In 2019, the Presidential Innovation Fellows program continued as usual for its seventh year, welcoming a highly accomplished class of innovators, technologists and entrepreneurs to government for 12-month assignments across a range of agencies. And yet this year, a new entry shook things up.
Sarayu Srinivasan, a Presidential Innovation Fellow (PIF) at the National Institute of Standards and Technology (NIST), is a new entry to the program, and a new type of PIF. Srinivasan joined the program as a venture capitalist and technology investor from the private sector and is charged with improving industry links to federal research.
A new type of PIF, and government mentality generally, is what the program designated to further a key component of the President’s Management Agenda – advancing Lab-to-Market (L2M) technologies, or Cross-Agency Priority (CAP) Goal 14. Every year, the federal government invests $150 billion in research and development (R&D) at federal laboratories, universities and research organizations, according to the White House, but these technologies can pass under the gaze of key economic market players. CAP Goal 14 aims to improve partnerships between the federal government and investors by reducing barriers for backing late-stage R&D from the private sector and encouraging market adoption. The federal government would help to stoke interest in R&D.
“It has been pointed out a few times that my role – having an in-house VC [venture capitalist] on board – and hire was checking a box, so I guess that is progress,” Srinivasan told GovLoop in an exclusive interview.
Working within the Technology Partnerships Office at NIST, Srinivasan provides thought leadership and advice to partnering agencies, while helping to develop strategies that will recruit private equity firms and venture capitalists to buy into federally-funded research. Part of capturing this audience was fielding someone who knew the landscape, Srinivasan said.
The White House holds regular L2M committee meetings that gauge the progress of the L2M CAP goal. Aside from reaching out to investors and capitalists, going forward, the federal government also plans to host forums where industry can see the promise and prospect of research investment. Summits, publications and other touchpoints are all possible avenues to encourage industry input.
Srinivasan also works as an advisor to federal agencies, consulting with agencies across the federal landscape. A key part of promoting federal research has been balancing the many priorities of individuals and departments within the bureaucratic system, Srinivasan said. The Energy Department, for example, contains 17 labs, all with independent missions, structures and systems.
“It is quite incredible when you think about all the moving parts that must come together for things to happen in government,” Srinivasan said. “It will take many incremental changes to achieve a large improvement to the overall system.”
The flexibility of the PIF program, which is housed in the U.S. General Services Administration, ideally suits the intergovernmental requirements of forging an R&D strategy that spans government and appeals to investors. PIFs have the freedom to “color outside the lines” and take a few risks during the tenure of the program, Srinivasan said.
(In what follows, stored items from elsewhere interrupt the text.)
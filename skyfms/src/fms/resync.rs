//! Active-leg resynchronization.
//!
//! Runs once per installed plan, on the first valid position fix, and
//! reconciles the active-leg index with where the aircraft actually is.
//! Covers mid-flight restarts: a plan installed while airborne must not
//! restart guidance from the first waypoint.

use tracing::info;

use super::state::FmsState;
use crate::geo;
use crate::telemetry::TelemetrySample;

/// Half-plane test: bearings within this of the leg course mean the
/// nearest waypoint is behind the aircraft, degrees.
const PASSED_COURSE_DIFF_DEG: f64 = 90.0;

/// Point the active-leg index at the waypoint the aircraft should be
/// flying toward.
///
/// Picks the nearest waypoint, then decides whether it has already been
/// passed: if the aircraft lies in the forward half-plane of the segment
/// leaving it, or is simply closer to the following waypoint, the index
/// advances by one. Route endpoints are taken directly.
pub(super) fn resync_active_leg(state: &mut FmsState, sample: &TelemetrySample) {
    let Some(last_idx) = state.plan.last_index() else {
        return;
    };

    let dist_to = |leg: &crate::plan::Leg| {
        geo::distance_nm(sample.latitude, sample.longitude, leg.latitude, leg.longitude)
    };

    let mut best_idx = 0;
    let mut best_dist = f64::INFINITY;
    for (i, leg) in state.plan.legs.iter().enumerate() {
        let d = dist_to(leg);
        if d < best_dist {
            best_dist = d;
            best_idx = i;
        }
    }

    if best_idx == 0 || best_idx == last_idx {
        state.active_idx = best_idx;
        state.position_synced = true;
        return;
    }

    let nearest = &state.plan.legs[best_idx];
    let next = &state.plan.legs[best_idx + 1];

    let dist_nearest = dist_to(nearest);
    let dist_next = dist_to(next);

    let course_out = geo::bearing_deg(
        nearest.latitude,
        nearest.longitude,
        next.latitude,
        next.longitude,
    );
    let bearing_to_aircraft = geo::bearing_deg(
        nearest.latitude,
        nearest.longitude,
        sample.latitude,
        sample.longitude,
    );
    let diff = geo::angle_difference_deg(course_out, bearing_to_aircraft);

    if diff < PASSED_COURSE_DIFF_DEG || dist_next < dist_nearest {
        info!(
            waypoint = %nearest.ident,
            dist_nm = dist_nearest,
            "Position resync: nearest waypoint already passed"
        );
        best_idx += 1;
    }

    state.active_idx = best_idx;
    state.position_synced = true;
}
Working across government was a major attraction to Srinivasan. While many PIF positions are scoped to solve a specific problem in one agency, her role throughout government is relatively unique. Coming into the governmental web, she said she’s in a perfect position to share her knowledge and have a far-reaching impact – something that she is passionate about because of her and her family’s history as educators.
The PIF program is also a chance for the government to educate the private sector and the public about the importance of federal research, which has spawned watershed technologies in the country’s history, Srinivasan said. Federal research or federally funded research has led to the inventions of GPS, solar panels, cancer therapies, modern water purification and the internet. NIST, which is considered one of the first federal labs, boasts five Nobel prizes and has headed up countless inventions that have made their way into civilian life.
“I’m hoping that everyone – investors and industry first, then the country at large – can become more aware of the huge role that the government has played in almost every innovation and technology we use,” Srinivasan said. “In so many cases, if a technology didn’t directly come from a federal lab’s extramural or intramural programs, it was most certainly touched by something that did. That homegrown innovation is vital to our economic and national security, and I’d like to see the country continue to ramp up its support.”